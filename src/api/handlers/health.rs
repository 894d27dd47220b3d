//! Handler for health check endpoint.

use axum::{Json, extract::State};
use chrono::Utc;

use crate::api::dto::health::HealthResponse;
use crate::state::AppState;

/// Reports that the process is up.
///
/// # Endpoint
///
/// `GET /health`
///
/// # Response
///
/// ```json
/// {
///   "success": true,
///   "message": "Server is healthy",
///   "timestamp": "2025-01-01T12:00:00Z",
///   "environment": "development"
/// }
/// ```
///
/// Liveness only: the database is not queried.
pub async fn health_handler(State(state): State<AppState>) -> Json<HealthResponse> {
    Json(HealthResponse {
        success: true,
        message: "Server is healthy".to_string(),
        timestamp: Utc::now(),
        environment: state.runtime_mode.to_string(),
    })
}
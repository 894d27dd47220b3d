//! Error diagnostics middleware.
//!
//! [`crate::error::AppError`] renders the public envelope and attaches an
//! [`ErrorDiagnostics`] extension. In modes that expose diagnostics this layer
//! re-renders the body with `error.stack` filled in; otherwise the response
//! passes through untouched.

use axum::{
    Json,
    extract::{Request, State},
    middleware::Next,
    response::{IntoResponse, Response},
};

use crate::config::RuntimeMode;
use crate::response::ErrorDiagnostics;

pub async fn layer(State(mode): State<RuntimeMode>, request: Request, next: Next) -> Response {
    let response = next.run(request).await;

    if !mode.exposes_diagnostics() {
        return response;
    }

    let Some(diagnostics) = response.extensions().get::<ErrorDiagnostics>().cloned() else {
        return response;
    };

    let (parts, _) = response.into_parts();
    let (_, body) = Json(diagnostics.into_detailed_envelope())
        .into_response()
        .into_parts();

    Response::from_parts(parts, body)
}
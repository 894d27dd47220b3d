//! CORS layer allowing a single configured origin.

use axum::http::{HeaderValue, Method, header};
use std::time::Duration;
use tower_http::cors::CorsLayer;

/// Builds the CORS layer for `origin`, with credentials allowed.
///
/// Credentials rule out wildcards, so methods and headers are listed explicitly.
pub fn layer(origin: HeaderValue) -> CorsLayer {
    CorsLayer::new()
        .allow_origin(origin)
        .allow_credentials(true)
        .allow_methods([
            Method::GET,
            Method::POST,
            Method::PUT,
            Method::DELETE,
            Method::OPTIONS,
        ])
        .allow_headers([header::CONTENT_TYPE, header::AUTHORIZATION, header::ACCEPT])
        .max_age(Duration::from_secs(86_400))
}
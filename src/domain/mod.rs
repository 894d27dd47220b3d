//! Domain layer containing the user entity and the storage contract.
//!
//! - [`entities`] - Core data structures (`User`, `NewUser`, `UserPatch`)
//! - [`repositories`] - Data access trait implemented by the infrastructure layer
//!
//! The domain layer has no dependencies on infrastructure or presentation layers.

pub mod entities;
pub mod repositories;
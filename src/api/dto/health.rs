//! DTOs for health check endpoint.

use chrono::{DateTime, Utc};
use serde::Serialize;

/// Liveness response.
#[derive(Debug, Serialize)]
pub struct HealthResponse {
    pub success: bool,
    pub message: String,
    pub timestamp: DateTime<Utc>,
    pub environment: String,
}
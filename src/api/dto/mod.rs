//! Data Transfer Objects for API requests and responses.

pub mod health;
pub mod index;
pub mod user;
mod common;

use sqlx::PgPool;
use std::sync::Arc;
use users_api::domain::entities::{NewUser, UserPatch};
use users_api::domain::repositories::UserRepository;
use users_api::error::{AppError, StorageFault};
use users_api::infrastructure::persistence::PgUserRepository;

fn new_user(name: &str, email: &str) -> NewUser {
    NewUser {
        name: name.to_string(),
        email: email.to_string(),
    }
}

#[sqlx::test]
async fn test_create_user(pool: PgPool) {
    let repo = PgUserRepository::new(Arc::new(pool));

    let result = repo
        .create(new_user("John Doe", "john.doe@example.com"))
        .await;

    assert!(result.is_ok());
    let user = result.unwrap();
    assert!(user.id > 0);
    assert_eq!(user.name, "John Doe");
    assert_eq!(user.email, "john.doe@example.com");
    assert_eq!(user.created_at, user.updated_at);
}

#[sqlx::test]
async fn test_find_by_id(pool: PgPool) {
    let id = common::insert_user(&pool, "Jane Smith", "jane.smith@example.com").await;
    let repo = PgUserRepository::new(Arc::new(pool));

    let user = repo.find_by_id(id).await.unwrap();

    assert!(user.is_some());
    assert_eq!(user.unwrap().email, "jane.smith@example.com");
}

#[sqlx::test]
async fn test_find_by_id_not_found(pool: PgPool) {
    let repo = PgUserRepository::new(Arc::new(pool));

    let result = repo.find_by_id(999_999).await;

    assert!(result.is_ok());
    assert!(result.unwrap().is_none());
}

#[sqlx::test]
async fn test_list_newest_first(pool: PgPool) {
    let a = common::insert_user(&pool, "A", "a@example.com").await;
    let b = common::insert_user(&pool, "B", "b@example.com").await;
    let c = common::insert_user(&pool, "C", "c@example.com").await;
    let repo = PgUserRepository::new(Arc::new(pool));

    let users = repo.list().await.unwrap();

    let ids: Vec<i64> = users.iter().map(|u| u.id).collect();
    assert_eq!(ids, vec![c, b, a]);
}

#[sqlx::test]
async fn test_create_duplicate_email(pool: PgPool) {
    common::insert_user(&pool, "Bob", "bob@example.com").await;
    let repo = PgUserRepository::new(Arc::new(pool));

    let result = repo.create(new_user("Other Bob", "bob@example.com")).await;

    match result.unwrap_err() {
        AppError::Storage {
            fault, constraint, ..
        } => {
            assert_eq!(fault, StorageFault::UniqueViolation);
            assert_eq!(constraint.as_deref(), Some("users_email_key"));
        }
        other => panic!("unexpected error: {other:?}"),
    }
}

#[sqlx::test]
async fn test_update_partial(pool: PgPool) {
    let id = common::insert_user(&pool, "Bob Johnson", "bob.johnson@example.com").await;
    let repo = PgUserRepository::new(Arc::new(pool));

    let patch = UserPatch {
        name: Some("Robert Johnson".to_string()),
        email: None,
    };
    let user = repo.update(id, patch).await.unwrap().unwrap();

    assert_eq!(user.name, "Robert Johnson");
    assert_eq!(user.email, "bob.johnson@example.com");
    assert!(user.updated_at >= user.created_at);
}

#[sqlx::test]
async fn test_update_empty_patch_refreshes_timestamp(pool: PgPool) {
    let id = common::insert_user(&pool, "Bob", "bob@example.com").await;
    let repo = PgUserRepository::new(Arc::new(pool));

    let before = repo.find_by_id(id).await.unwrap().unwrap();
    let after = repo
        .update(id, UserPatch::default())
        .await
        .unwrap()
        .unwrap();

    assert_eq!(after.name, before.name);
    assert_eq!(after.email, before.email);
    assert!(after.updated_at >= before.updated_at);
}

#[sqlx::test]
async fn test_update_missing_user(pool: PgPool) {
    let repo = PgUserRepository::new(Arc::new(pool));

    let result = repo.update(999_999, UserPatch::default()).await;

    assert!(result.unwrap().is_none());
}

#[sqlx::test]
async fn test_delete(pool: PgPool) {
    let id = common::insert_user(&pool, "John", "john@example.com").await;
    let repo = PgUserRepository::new(Arc::new(pool));

    assert!(repo.delete(id).await.unwrap());
    assert!(!repo.delete(id).await.unwrap());
    assert!(repo.find_by_id(id).await.unwrap().is_none());
}

#[sqlx::test]
async fn test_undefined_column_is_classified(pool: PgPool) {
    let err: AppError = sqlx::query("SELECT nope FROM users")
        .fetch_all(&pool)
        .await
        .unwrap_err()
        .into();

    assert!(matches!(
        err,
        AppError::Storage {
            fault: StorageFault::UndefinedColumn,
            ..
        }
    ));
    assert_eq!(err.classify().message, "Invalid field in query.");
}
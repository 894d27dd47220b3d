//! HTTP server initialization and runtime setup.
//!
//! Handles the database pool, migrations, service wiring and the Axum server
//! lifecycle including graceful shutdown.

use crate::application::services::UserService;
use crate::config::Config;
use crate::infrastructure::persistence::PgUserRepository;
use crate::routes::app_router;
use crate::state::AppState;

use anyhow::{Context, Result};
use axum::ServiceExt;
use axum::extract::Request;
use axum::http::HeaderValue;
use sqlx::PgPool;
use sqlx::postgres::PgPoolOptions;
use std::net::SocketAddr;
use std::sync::Arc;
use std::time::Duration;
use tower::Layer;
use tower_http::normalize_path::NormalizePathLayer;

/// Creates the PostgreSQL pool from the configured bounds and timeouts.
///
/// # Errors
///
/// Returns an error if no connection can be established.
pub async fn connect_pool(config: &Config) -> Result<PgPool> {
    let pool = PgPoolOptions::new()
        .min_connections(config.db_min_connections)
        .max_connections(config.db_max_connections)
        .acquire_timeout(Duration::from_secs(config.db_connect_timeout))
        .idle_timeout(Duration::from_secs(config.db_idle_timeout))
        .max_lifetime(Duration::from_secs(config.db_max_lifetime))
        .connect(&config.database_url)
        .await
        .context("Failed to connect to database")?;

    Ok(pool)
}

/// Applies pending migrations from `./migrations`.
///
/// # Errors
///
/// Returns an error if a migration fails.
pub async fn migrate(pool: &PgPool) -> Result<()> {
    sqlx::migrate!("./migrations")
        .run(pool)
        .await
        .context("Failed to apply migrations")?;

    Ok(())
}

/// Runs the HTTP server with the given configuration.
///
/// Initializes:
/// - PostgreSQL connection pool
/// - Apply migrations
/// - User service over the PostgreSQL repository
/// - Axum HTTP server
///
/// # Errors
///
/// Returns an error if:
/// - Database connection or migration fails
/// - Server bind fails
/// - Server runtime error occurs
pub async fn run(config: Config) -> Result<()> {
    let pool = connect_pool(&config).await?;
    tracing::info!("Connected to database");

    migrate(&pool).await?;
    tracing::info!("Migrations applied");

    let repository = Arc::new(PgUserRepository::new(Arc::new(pool)));
    let user_service = Arc::new(UserService::new(repository));
    let state = AppState::new(user_service, config.runtime_mode);

    let cors_origin =
        HeaderValue::from_str(&config.cors_origin).context("CORS_ORIGIN is not a valid origin")?;
    let app = NormalizePathLayer::trim_trailing_slash().layer(app_router(state, cors_origin));

    let addr: SocketAddr = config.listen_addr.parse()?;
    let listener = tokio::net::TcpListener::bind(addr).await?;
    tracing::info!(mode = %config.runtime_mode, "Listening on http://{addr}");

    axum::serve(listener, ServiceExt::<Request>::into_make_service(app))
        .with_graceful_shutdown(shutdown_signal())
        .await?;

    tracing::info!("Server stopped");
    Ok(())
}

/// Resolves on Ctrl+C or, on Unix, SIGTERM.
async fn shutdown_signal() {
    let ctrl_c = async {
        if let Err(e) = tokio::signal::ctrl_c().await {
            tracing::error!(error = %e, "Failed to install Ctrl+C handler");
            std::future::pending::<()>().await;
        }
    };

    #[cfg(unix)]
    let terminate = async {
        match tokio::signal::unix::signal(tokio::signal::unix::SignalKind::terminate()) {
            Ok(mut signal) => {
                signal.recv().await;
            }
            Err(e) => {
                tracing::error!(error = %e, "Failed to install SIGTERM handler");
                std::future::pending::<()>().await;
            }
        }
    };

    #[cfg(not(unix))]
    let terminate = std::future::pending::<()>();

    tokio::select! {
        _ = ctrl_c => {},
        _ = terminate => {},
    }

    tracing::info!("Shutdown signal received");
}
* * * *
■ Assignment
Scan the lines above for "let (_, body)" and for "use tower_http::cors::CorsLayer;". Repeat exactly the line holding each of them and every line in between.

■ Exercise output
    let (_, body) = Json(diagnostics.into_detailed_envelope())
        .into_response()
        .into_parts();

    Response::from_parts(parts, body)
}
repository 894d27dd47220b3d
//! CORS layer allowing a single configured origin.

use axum::http::{HeaderValue, Method, header};
use std::time::Duration;
use tower_http::cors::CorsLayer;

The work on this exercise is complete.